How are cheap Russian UAVs dangerous to Ukraine?

Low-cost Russian unmanned aerial vehicles (UAVs) are becoming a serious threat to Ukraine’s army and military equipment as Moscow is increasingly using these weapons for ambushes.

As Russia’s special military operation enters its 18th month, Ukrainian forces say Moscow is increasing its use of low-cost UAVs capable of destroying equipment many times more valuable and not easy to counter.

In particular, the Lancet UAV has been a growing threat to Ukraine’s frontline in recent months, according to Ukrainian soldiers.

Videos posted by social media channels last month show Lancet drones damaging or destroying valuable Western-funded Ukrainian equipment, such as Leopard 2 tanks and howitzers Caesar practice.

Many videos previously posted by the Russian military also show that the Lancet UAV destroys the radar of the IRIS-T medium-range air defense system and many weapons transferred by the West to Kiev.

Ukrainian soldiers from four different artillery teams call the Lancet UAV one of the main threats they face on the battlefield as the Russian military makes full use of this weapon to destroy expensive targets. enemy.

Some soldiers say the frequency of its use has increased in recent months. “Back then, in the spring, Russia didn’t use the Lancet as often as it does now,” said 35-year-old artillery gunner Bohdan, who went by the code name Doc, who was fighting near Avdiivka on the front lines in the Donetsk region.

Expert Samuel Bendett, a senior fellow at the Center for a New American Security, said that the Russian Defense Ministry has encouraged increased production of Lancets, seeing it as a cheap way to destroy modern Western weapons. used by Ukraine in a large-scale counter-offensive operation.

He said that according to public Russian sources, a Lancet UAV costs about 3 million rubles (about $ 35,000), compared to a Leopard 2 tank worth several million dollars.

Suicide UAVs are designed to carry explosives to attack targets behind enemy lines. Unlike traditional large UAVs that can launch missiles, drop bombs and then return to base after ambushing, suicide UAVs only deliver a single attack.

In addition, it is small in size, light in weight and easy to deploy. They are difficult to detect by radar and sensor systems and pose a huge challenge to Ukrainian air defense systems. 


Ukraine has also taken advantage of and developed the powerful capability of suicide drones as a cost-effective way to strike Russian targets because the weapon is designed to deliver explosives to strike targets. behind enemy lines. Unlike traditional large UAVs that can launch missiles, drop bombs and then return to base after ambushing, suicide UAVs only deliver a single attack.

Mr. Bendett said that Russia seems to be applying a tactic that has been deployed by Ukraine before, which is to lure important targets into an open area and then destroy them with suicide drones.

Yuriy Sak, an adviser to Ukraine’s Defense Minister, admits that the popularity of the Lancet drone is causing difficulties for the counter-offensive. “Every day we shoot down 1-2 planes, but the interception rate is not 100%,” he said.

Mr. Sak also said, UAV Lancet carries a relatively small amount of explosives, from 1.5-5kg. However, while less powerful than artillery shells or most missiles, this weapon seems to be able to deal significant damage. “Though they are much weaker than conventional artillery shells or missiles, they can still do significant damage,” he said.

Meanwhile, Mr. Bendett also added that the latest Lancet model, the Lancet 3, can fly up to 50km, making it capable of hitting targets deep behind Ukraine’s defenses better than any suicide UAV. other Russians besides the Shahed.

Its ability to hover in the air to scout and then pursue its target makes it a major threat to high-value assets such as tanks, self-propelled howitzers and multiple rocket launchers. 

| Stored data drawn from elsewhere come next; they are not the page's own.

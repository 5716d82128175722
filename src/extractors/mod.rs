//! Site-specific extraction
//!
//! Extractors own a fixed set of field patterns and map the captures of a
//! pass onto a typed record.

mod amazon_prime;
mod fields;

pub use amazon_prime::*;
pub use fields::*;

use serde::Serialize;

use crate::path::ParseError;

/// Turns a page into a typed record.
///
/// Implementations hold only immutable pattern registrations, so a single
/// instance can be shared by concurrent requests.
pub trait PageExtractor: Send + Sync {
    type Output: Serialize;

    fn extract(&self, html: &str) -> Result<Self::Output, ParseError>;
}
//! Markup events consumed by the path engine

use serde::Serialize;
use std::fmt;
use thiserror::Error;

/// A single `key="value"` pair on an element, in source order.
#[derive(Debug, Clone, PartialEq, Eq, Serialize)]
pub struct Attribute {
    pub key: String,
    pub value: String,
}

impl Attribute {
    pub fn new(key: impl Into<String>, value: impl Into<String>) -> Self {
        Self {
            key: key.into(),
            value: value.into(),
        }
    }
}

/// One event of a forward-only markup stream.
#[derive(Debug, Clone, PartialEq, Eq)]
pub enum MarkupEvent {
    /// Start tag that may have children
    Open {
        name: String,
        attributes: Vec<Attribute>,
    },
    /// End tag
    Close { name: String },
    /// Character data between tags
    Text(String),
    /// Element that cannot have children (`<img>`, `<div/>`)
    SelfClosing {
        name: String,
        attributes: Vec<Attribute>,
    },
    /// Clean end of the document
    EndOfInput,
}

impl MarkupEvent {
    pub fn open(name: impl Into<String>) -> Self {
        MarkupEvent::Open {
            name: name.into(),
            attributes: Vec::new(),
        }
    }

    pub fn open_with(name: impl Into<String>, attributes: Vec<Attribute>) -> Self {
        MarkupEvent::Open {
            name: name.into(),
            attributes,
        }
    }

    pub fn close(name: impl Into<String>) -> Self {
        MarkupEvent::Close { name: name.into() }
    }

    pub fn text(content: impl Into<String>) -> Self {
        MarkupEvent::Text(content.into())
    }

    pub fn self_closing(name: impl Into<String>) -> Self {
        MarkupEvent::SelfClosing {
            name: name.into(),
            attributes: Vec::new(),
        }
    }
}

impl fmt::Display for MarkupEvent {
    fn fmt(&self, f: &mut fmt::Formatter<'_>) -> fmt::Result {
        match self {
            MarkupEvent::Open { name, attributes } => {
                write!(f, "<{}", name)?;
                write_attributes(f, attributes)?;
                f.write_str(">")
            }
            MarkupEvent::SelfClosing { name, attributes } => {
                write!(f, "<{}", name)?;
                write_attributes(f, attributes)?;
                f.write_str("/>")
            }
            MarkupEvent::Close { name } => write!(f, "</{}>", name),
            MarkupEvent::Text(content) => f.write_str(content),
            MarkupEvent::EndOfInput => Ok(()),
        }
    }
}

pub(crate) fn write_attributes(f: &mut fmt::Formatter<'_>, attributes: &[Attribute]) -> fmt::Result {
    for attr in attributes {
        write!(f, " {}=\"{}\"", attr.key, attr.value)?;
    }
    Ok(())
}

/// Fault reported by a markup stream
#[derive(Debug, Error)]
pub enum StreamError {
    #[error("malformed markup at byte {position}: {source}")]
    Malformed {
        position: u64,
        #[source]
        source: quick_xml::Error,
    },
    #[error("markup stream failed: {0}")]
    Other(String),
}

/// Pull-based source of markup events.
///
/// Implementations must keep open/close events properly nested; the engine
/// treats a close with nothing open as a broken contract.
pub trait EventSource {
    fn next_event(&mut self) -> Result<MarkupEvent, StreamError>;
}

impl<S: EventSource + ?Sized> EventSource for &mut S {
    fn next_event(&mut self) -> Result<MarkupEvent, StreamError> {
        (**self).next_event()
    }
}

/// Adapts an iterator of already decoded events into an [`EventSource`].
///
/// Yields `EndOfInput` forever once the iterator is exhausted.
pub struct EventIter<I> {
    inner: I,
}

impl<I> EventIter<I>
where
    I: Iterator<Item = MarkupEvent>,
{
    pub fn new(events: impl IntoIterator<IntoIter = I, Item = MarkupEvent>) -> Self {
        Self {
            inner: events.into_iter(),
        }
    }
}

impl<I> EventSource for EventIter<I>
where
    I: Iterator<Item = MarkupEvent>,
{
    fn next_event(&mut self) -> Result<MarkupEvent, StreamError> {
        Ok(self.inner.next().unwrap_or(MarkupEvent::EndOfInput))
    }
}

#[cfg(test)]
mod tests {
    use super::*;

    #[test]
    fn test_event_iter_ends_cleanly() {
        let mut source = EventIter::new(vec![MarkupEvent::open("p"), MarkupEvent::close("p")]);
        assert_eq!(source.next_event().unwrap(), MarkupEvent::open("p"));
        assert_eq!(source.next_event().unwrap(), MarkupEvent::close("p"));
        assert_eq!(source.next_event().unwrap(), MarkupEvent::EndOfInput);
        assert_eq!(source.next_event().unwrap(), MarkupEvent::EndOfInput);
    }

    #[test]
    fn test_display() {
        let event = MarkupEvent::open_with("li", vec![Attribute::new("data-foo", "bar")]);
        assert_eq!(event.to_string(), "<li data-foo=\"bar\">");
        assert_eq!(MarkupEvent::self_closing("br").to_string(), "<br/>");
        assert_eq!(MarkupEvent::close("li").to_string(), "</li>");
    }
}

One of the Ukrainian vehicles most at risk is the BM-21 Grad, a large Soviet-era truck-mounted launcher that can fire a salvo of 40 rockets over a wide area. Grad’s firepower and high mobility made it a priority target for the Lancet.

UAVs like the Lancet, which fly low and slow, tend to confuse traditional air defense systems that are built to intercept fast-moving targets with higher temperatures.

Voron, a member of the Grad battery that fought near Avdiivka, nearly lost his life in a Lancet drone strike in early May.

After firing toward Russian forces, Voron’s Grad complex was immediately attacked in retaliation with S-300 missiles. The shell fell about 150m from the launch vehicle and did not pose a danger, but a Lancet UAV quickly appeared in the sky and chased the Grad complex. “We ran away. The drone went down and exploded about 50 meters from our car. Luckily it didn’t hit the launch vehicle,” Voron said.

Having mesh or metal cages can help limit damage, Sak said, but the best defense is automatic anti-UAV guns equipped with radar, as well as electronic warfare systems. Mr. Sak said that Ukraine needs countries to support more of these systems.

Without such systems, Ukrainian soldiers are often forced to try to shoot down the Lancet with small arms. “It flies at 100km/h so shooting it down with small arms is not an easy challenge,” Sak added.